Via Hugh Hewitt, Claudia Rosett has another excellent column on Libyan political dissident and prisoner Fathi Eljahmi, about whom we've written before. Her opening paragraphs are eloquent testimony to both her concern for Eljahmi and her grasp of the need to eliminate the regimes that breed terror:

"Unless someone with influence acts soon, this column must serve as an obituary for the hopes held out earlier this year of political reform in Moammar Gadhafi's Libya. More concretely, we may soon be reading obituaries for one of Libya's top democratic dissidents, Fathi Eljahmi--who is reportedly ill and in danger of dying in the hands of Libya's security police.

"For anyone wondering why we should care, apart from such vague considerations as sheer human decency, the latest answer lies in the charred schoolhouse ruins and children's graves of Beslan, Russia. The only real hope of ending this global war is to replace the tyrannies that spawn terror with free societies that engender love of life, not death. In that endeavor, such democrats as Mr. Eljahmi are allies we cannot afford either morally or politically to abandon. They are our own best hope."

But, you're probably thinking, isn't this the new Libya, with a reformed Gadhafi who seeks better relations with the West? Not really, it seems:

"Less than three weeks after Mr. Eljahmi's release, and just after the freshly rehabilitated Gadhafi had hosted visits to Tripoli by Tony Blair and Assistant Secretary of State William Burns, Libyan security squads detained Mr. Eljahmi once again, along with his wife and eldest son. Although 'detained' is a perhaps too polite a word for a process in which Gadhafi's thugs assaulted Mr. Eljahmi at the door of his home, then dragged him away and have since held him incommunicado.
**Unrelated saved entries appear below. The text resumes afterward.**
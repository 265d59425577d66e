//! Transform matrices and quantizer constants.
//!
//! The five HEVC integer matrices (DST 4x4, DCT 4/8/16/32) are stored row-major
//! with rows indexed by frequency. Transposes are computed at compile time so
//! both orientations are available as contiguous slices.

use super::types::{BlockSize, TransformKind};

/// Bits of precision removed by the quantizer on top of the transform scaling.
pub const QUANT_SHIFT: i32 = 14;

/// Dynamic range of transform coefficients in bits.
pub const MAX_TR_DYNAMIC_RANGE: i32 = 15;

/// Fractional bits of the rate-distortion cost domain.
pub const CTX_FRAC_BITS: i32 = 15;

/// Forward quantizer scale per `qp % 6`.
pub const QUANT_SCALES: [i32; 6] = [26214, 23302, 20560, 18396, 16384, 14564];

/// Inverse quantizer scale per `qp % 6`.
pub const INV_QUANT_SCALES: [i32; 6] = [40, 45, 51, 57, 64, 72];

/// Luma QP to chroma QP mapping for 4:2:0 content.
#[rustfmt::skip]
pub const CHROMA_SCALE: [u8; 58] = [
     0,  1,  2,  3,  4,  5,  6,  7,  8,  9, 10, 11, 12, 13, 14, 15, 16,
    17, 18, 19, 20, 21, 22, 23, 24, 25, 26, 27, 28, 29, 29, 30, 31, 32,
    33, 33, 34, 34, 35, 35, 36, 36, 37, 37, 38, 39, 40, 41, 42, 43, 44,
    45, 46, 47, 48, 49, 50, 51,
];

/// 4x4 integer DST (intra luma).
#[rustfmt::skip]
pub const DST4: [[i16; 4]; 4] = [
    [ 29,  55,  74,  84],
    [ 74,  74,   0, -74],
    [ 84, -29, -74,  55],
    [ 55, -84,  74, -29],
];

/// 4-point integer DCT.
#[rustfmt::skip]
pub const DCT4: [[i16; 4]; 4] = [
    [ 64,  64,  64,  64],
    [ 83,  36, -36, -83],
    [ 64, -64, -64,  64],
    [ 36, -83,  83, -36],
];

/// 8-point integer DCT.
#[rustfmt::skip]
pub const DCT8: [[i16; 8]; 8] = [
    [ 64,  64,  64,  64,  64,  64,  64,  64],
    [ 89,  75,  50,  18, -18, -50, -75, -89],
    [ 83,  36, -36, -83, -83, -36,  36,  83],
    [ 75, -18, -89, -50,  50,  89,  18, -75],
    [ 64, -64, -64,  64,  64, -64, -64,  64],
    [ 50, -89,  18,  75, -75, -18,  89, -50],
    [ 36, -83,  83, -36, -36,  83, -83,  36],
    [ 18, -50,  75, -89,  89, -75,  50, -18],
];

/// 16-point integer DCT.
#[rustfmt::skip]
pub const DCT16: [[i16; 16]; 16] = [
    [ 64,  64,  64,  64,  64,  64,  64,  64,  64,  64,  64,  64,  64,  64,  64,  64],
    [ 90,  87,  80,  70,  57,  43,  25,   9,  -9, -25, -43, -57, -70, -80, -87, -90],
    [ 89,  75,  50,  18, -18, -50, -75, -89, -89, -75, -50, -18,  18,  50,  75,  89],
    [ 87,  57,   9, -43, -80, -90, -70, -25,  25,  70,  90,  80,  43,  -9, -57, -87],
    [ 83,  36, -36, -83, -83, -36,  36,  83,  83,  36, -36, -83, -83, -36,  36,  83],
    [ 80,   9, -70, -87, -25,  57,  90,  43, -43, -90, -57,  25,  87,  70,  -9, -80],
    [ 75, -18, -89, -50,  50,  89,  18, -75, -75,  18,  89,  50, -50, -89, -18,  75],
    [ 70, -43, -87,   9,  90,  25, -80, -57,  57,  80, -25, -90,  -9,  87,  43, -70],
    [ 64, -64, -64,  64,  64, -64, -64,  64,  64, -64, -64,  64,  64, -64, -64,  64],
    [ 57, -80, -25,  90,  -9, -87,  43,  70, -70, -43,  87,   9, -90,  25,  80, -57],
    [ 50, -89,  18,  75, -75, -18,  89, -50, -50,  89, -18, -75,  75,  18, -89,  50],
    [ 43, -90,  57,  25, -87,  70,   9, -80,  80,  -9, -70,  87, -25, -57,  90, -43],
    [ 36, -83,  83, -36, -36,  83, -83,  36,  36, -83,  83, -36, -36,  83, -83,  36],
    [ 25, -70,  90, -80,  43,   9, -57,  87, -87,  57,  -9, -43,  80, -90,  70, -25],
    [ 18, -50,  75, -89,  89, -75,  50, -18, -18,  50, -75,  89, -89,  75, -50,  18],
    [  9, -25,  43, -57,  70, -80,  87, -90,  90, -87,  80, -70,  57, -43,  25,  -9],
];

/// 32-point integer DCT.
#[rustfmt::skip]
pub const DCT32: [[i16; 32]; 32] = [
    [ 64,  64,  64,  64,  64,  64,  64,  64,  64,  64,  64,  64,  64,  64,  64,  64,  64,  64,  64,  64,  64,  64,  64,  64,  64,  64,  64,  64,  64,  64,  64,  64],
    [ 90,  90,  88,  85,  82,  78,  73,  67,  61,  54,  46,  38,  31,  22,  13,   4,  -4, -13, -22, -31, -38, -46, -54, -61, -67, -73, -78, -82, -85, -88, -90, -90],
    [ 90,  87,  80,  70,  57,  43,  25,   9,  -9, -25, -43, -57, -70, -80, -87, -90, -90, -87, -80, -70, -57, -43, -25,  -9,   9,  25,  43,  57,  70,  80,  87,  90],
    [ 90,  82,  67,  46,  22,  -4, -31, -54, -73, -85, -90, -88, -78, -61, -38, -13,  13,  38,  61,  78,  88,  90,  85,  73,  54,  31,   4, -22, -46, -67, -82, -90],
    [ 89,  75,  50,  18, -18, -50, -75, -89, -89, -75, -50, -18,  18,  50,  75,  89,  89,  75,  50,  18, -18, -50, -75, -89, -89, -75, -50, -18,  18,  50,  75,  89],
    [ 88,  67,  31, -13, -54, -82, -90, -78, -46,  -4,  38,  73,  90,  85,  61,  22, -22, -61, -85, -90, -73, -38,   4,  46,  78,  90,  82,  54,  13, -31, -67, -88],
    [ 87,  57,   9, -43, -80, -90, -70, -25,  25,  70,  90,  80,  43,  -9, -57, -87, -87, -57,  -9,  43,  80,  90,  70,  25, -25, -70, -90, -80, -43,   9,  57,  87],
    [ 85,  46, -13, -67, -90, -73, -22,  38,  82,  88,  54,  -4, -61, -90, -78, -31,  31,  78,  90,  61,   4, -54, -88, -82, -38,  22,  73,  90,  67,  13, -46, -85],
    [ 83,  36, -36, -83, -83, -36,  36,  83,  83,  36, -36, -83, -83, -36,  36,  83,  83,  36, -36, -83, -83, -36,  36,  83,  83,  36, -36, -83, -83, -36,  36,  83],
    [ 82,  22, -54, -90, -61,  13,  78,  85,  31, -46, -90, -67,   4,  73,  88,  38, -38, -88, -73,  -4,  67,  90,  46, -31, -85, -78, -13,  61,  90,  54, -22, -82],
    [ 80,   9, -70, -87, -25,  57,  90,  43, -43, -90, -57,  25,  87,  70,  -9, -80, -80,  -9,  70,  87,  25, -57, -90, -43,  43,  90,  57, -25, -87, -70,   9,  80],
    [ 78,  -4, -82, -73,  13,  85,  67, -22, -88, -61,  31,  90,  54, -38, -90, -46,  46,  90,  38, -54, -90, -31,  61,  88,  22, -67, -85, -13,  73,  82,   4, -78],
    [ 75, -18, -89, -50,  50,  89,  18, -75, -75,  18,  89,  50, -50, -89, -18,  75,  75, -18, -89, -50,  50,  89,  18, -75, -75,  18,  89,  50, -50, -89, -18,  75],
    [ 73, -31, -90, -22,  78,  67, -38, -90, -13,  82,  61, -46, -88,  -4,  85,  54, -54, -85,   4,  88,  46, -61, -82,  13,  90,  38, -67, -78,  22,  90,  31, -73],
    [ 70, -43, -87,   9,  90,  25, -80, -57,  57,  80, -25, -90,  -9,  87,  43, -70, -70,  43,  87,  -9, -90, -25,  80,  57, -57, -80,  25,  90,   9, -87, -43,  70],
    [ 67, -54, -78,  38,  85, -22, -90,   4,  90,  13, -88, -31,  82,  46, -73, -61,  61,  73, -46, -82,  31,  88, -13, -90,  -4,  90,  22, -85, -38,  78,  54, -67],
    [ 64, -64, -64,  64,  64, -64, -64,  64,  64, -64, -64,  64,  64, -64, -64,  64,  64, -64, -64,  64,  64, -64, -64,  64,  64, -64, -64,  64,  64, -64, -64,  64],
    [ 61, -73, -46,  82,  31, -88, -13,  90,  -4, -90,  22,  85, -38, -78,  54,  67, -67, -54,  78,  38, -85, -22,  90,   4, -90,  13,  88, -31, -82,  46,  73, -61],
    [ 57, -80, -25,  90,  -9, -87,  43,  70, -70, -43,  87,   9, -90,  25,  80, -57, -57,  80,  25, -90,   9,  87, -43, -70,  70,  43, -87,  -9,  90, -25, -80,  57],
    [ 54, -85,  -4,  88, -46, -61,  82,  13, -90,  38,  67, -78, -22,  90, -31, -73,  73,  31, -90,  22,  78, -67, -38,  90, -13, -82,  61,  46, -88,   4,  85, -54],
    [ 50, -89,  18,  75, -75, -18,  89, -50, -50,  89, -18, -75,  75,  18, -89,  50,  50, -89,  18,  75, -75, -18,  89, -50, -50,  89, -18, -75,  75,  18, -89,  50],
    [ 46, -90,  38,  54, -90,  31,  61, -88,  22,  67, -85,  13,  73, -82,   4,  78, -78,  -4,  82, -73, -13,  85, -67, -22,  88, -61, -31,  90, -54, -38,  90, -46],
    [ 43, -90,  57,  25, -87,  70,   9, -80,  80,  -9, -70,  87, -25, -57,  90, -43, -43,  90, -57, -25,  87, -70,  -9,  80, -80,   9,  70, -87,  25,  57, -90,  43],
    [ 38, -88,  73,  -4, -67,  90, -46, -31,  85, -78,  13,  61, -90,  54,  22, -82,  82, -22, -54,  90, -61, -13,  78, -85,  31,  46, -90,  67,   4, -73,  88, -38],
    [ 36, -83,  83, -36, -36,  83, -83,  36,  36, -83,  83, -36, -36,  83, -83,  36,  36, -83,  83, -36, -36,  83, -83,  36,  36, -83,  83, -36, -36,  83, -83,  36],
    [ 31, -78,  90, -61,   4,  54, -88,  82, -38, -22,  73, -90,  67, -13, -46,  85, -85,  46,  13, -67,  90, -73,  22,  38, -82,  88, -54,  -4,  61, -90,  78, -31],
    [ 25, -70,  90, -80,  43,   9, -57,  87, -87,  57,  -9, -43,  80, -90,  70, -25, -25,  70, -90,  80, -43,  -9,  57, -87,  87, -57,   9,  43, -80,  90, -70,  25],
    [ 22, -61,  85, -90,  73, -38,  -4,  46, -78,  90, -82,  54, -13, -31,  67, -88,  88, -67,  31,  13, -54,  82, -90,  78, -46,   4,  38, -73,  90, -85,  61, -22],
    [ 18, -50,  75, -89,  89, -75,  50, -18, -18,  50, -75,  89, -89,  75, -50,  18,  18, -50,  75, -89,  89, -75,  50, -18, -18,  50, -75,  89, -89,  75, -50,  18],
    [ 13, -38,  61, -78,  88, -90,  85, -73,  54, -31,   4,  22, -46,  67, -82,  90, -90,  82, -67,  46, -22,  -4,  31, -54,  73, -85,  90, -88,  78, -61,  38, -13],
    [  9, -25,  43, -57,  70, -80,  87, -90,  90, -87,  80, -70,  57, -43,  25,  -9,  -9,  25, -43,  57, -70,  80, -87,  90, -90,  87, -80,  70, -57,  43, -25,   9],
    [  4, -13,  22, -31,  38, -46,  54, -61,  67, -73,  78, -82,  85, -88,  90, -90,  90, -90,  88, -85,  82, -78,  73, -67,  61, -54,  46, -38,  31, -22,  13,  -4],
];

const fn transpose<const N: usize>(m: &[[i16; N]; N]) -> [[i16; N]; N] {
    let mut out = [[0i16; N]; N];
    let mut i = 0;
    while i < N {
        let mut j = 0;
        while j < N {
            out[j][i] = m[i][j];
            j += 1;
        }
        i += 1;
    }
    out
}

/// Transpose of [`DST4`].
pub const DST4_T: [[i16; 4]; 4] = transpose(&DST4);
/// Transpose of [`DCT4`].
pub const DCT4_T: [[i16; 4]; 4] = transpose(&DCT4);
/// Transpose of [`DCT8`].
pub const DCT8_T: [[i16; 8]; 8] = transpose(&DCT8);
/// Transpose of [`DCT16`].
pub const DCT16_T: [[i16; 16]; 16] = transpose(&DCT16);
/// Transpose of [`DCT32`].
pub const DCT32_T: [[i16; 32]; 32] = transpose(&DCT32);

/// Row-major view of a transform matrix, or of its transpose.
pub fn matrix(kind: TransformKind, transposed: bool) -> &'static [i16] {
    match (kind, transposed) {
        (TransformKind::Dst4, false) => DST4.as_flattened(),
        (TransformKind::Dst4, true) => DST4_T.as_flattened(),
        (TransformKind::Dct(BlockSize::B4), false) => DCT4.as_flattened(),
        (TransformKind::Dct(BlockSize::B4), true) => DCT4_T.as_flattened(),
        (TransformKind::Dct(BlockSize::B8), false) => DCT8.as_flattened(),
        (TransformKind::Dct(BlockSize::B8), true) => DCT8_T.as_flattened(),
        (TransformKind::Dct(BlockSize::B16), false) => DCT16.as_flattened(),
        (TransformKind::Dct(BlockSize::B16), true) => DCT16_T.as_flattened(),
        (TransformKind::Dct(BlockSize::B32), false) => DCT32.as_flattened(),
        (TransformKind::Dct(BlockSize::B32), true) => DCT32_T.as_flattened(),
    }
}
"There has been no news of his wife and son, a silence alarming in itself. But last week, a message from sources inside Libya reached a group of Libyan-Americans in the U.S., who have been campaigning for democratic reform back in Libya--the American-Libyan Freedom Alliance. One of ALFA's leaders got word that Mr. Eljahmi has been transferred to Libyan security headquarters in Tripoli, a dread place known as Zawyet Al Dahmani, which is Libya's version of the old Soviet Lubyanka. With his health fast deteriorating, the 63-year-old Mr. Eljahmi, a diabetic with a heart condition, now in the un-tender care of Gadhafi's interrogators, is reportedly in danger of dying."

Other than the WSJ's OpinionJournal.com, the Western press is ignoring Eljahmi's plight. A search on Google News turns up all of two hits -- both links to Rosett's article. So, fellow residents of the blogosphere, here's a story that needs significant PR and additional research. Let's spread the word and ensure that American victories in such countries in Libya are good for more than photo-ops. As Ms. Rosett says:

"Toadying to Gadhafi is no way to keep him in line. If an American demand for the release of Mr. Eljahmi is enough to start Gadhafi ordering up more nuclear blueprints from China, then you can bet your sweet uranium Gadhafi was going to try it anyway--and we'd be smarter to keep him running scared, rather than fat, sassy and secure."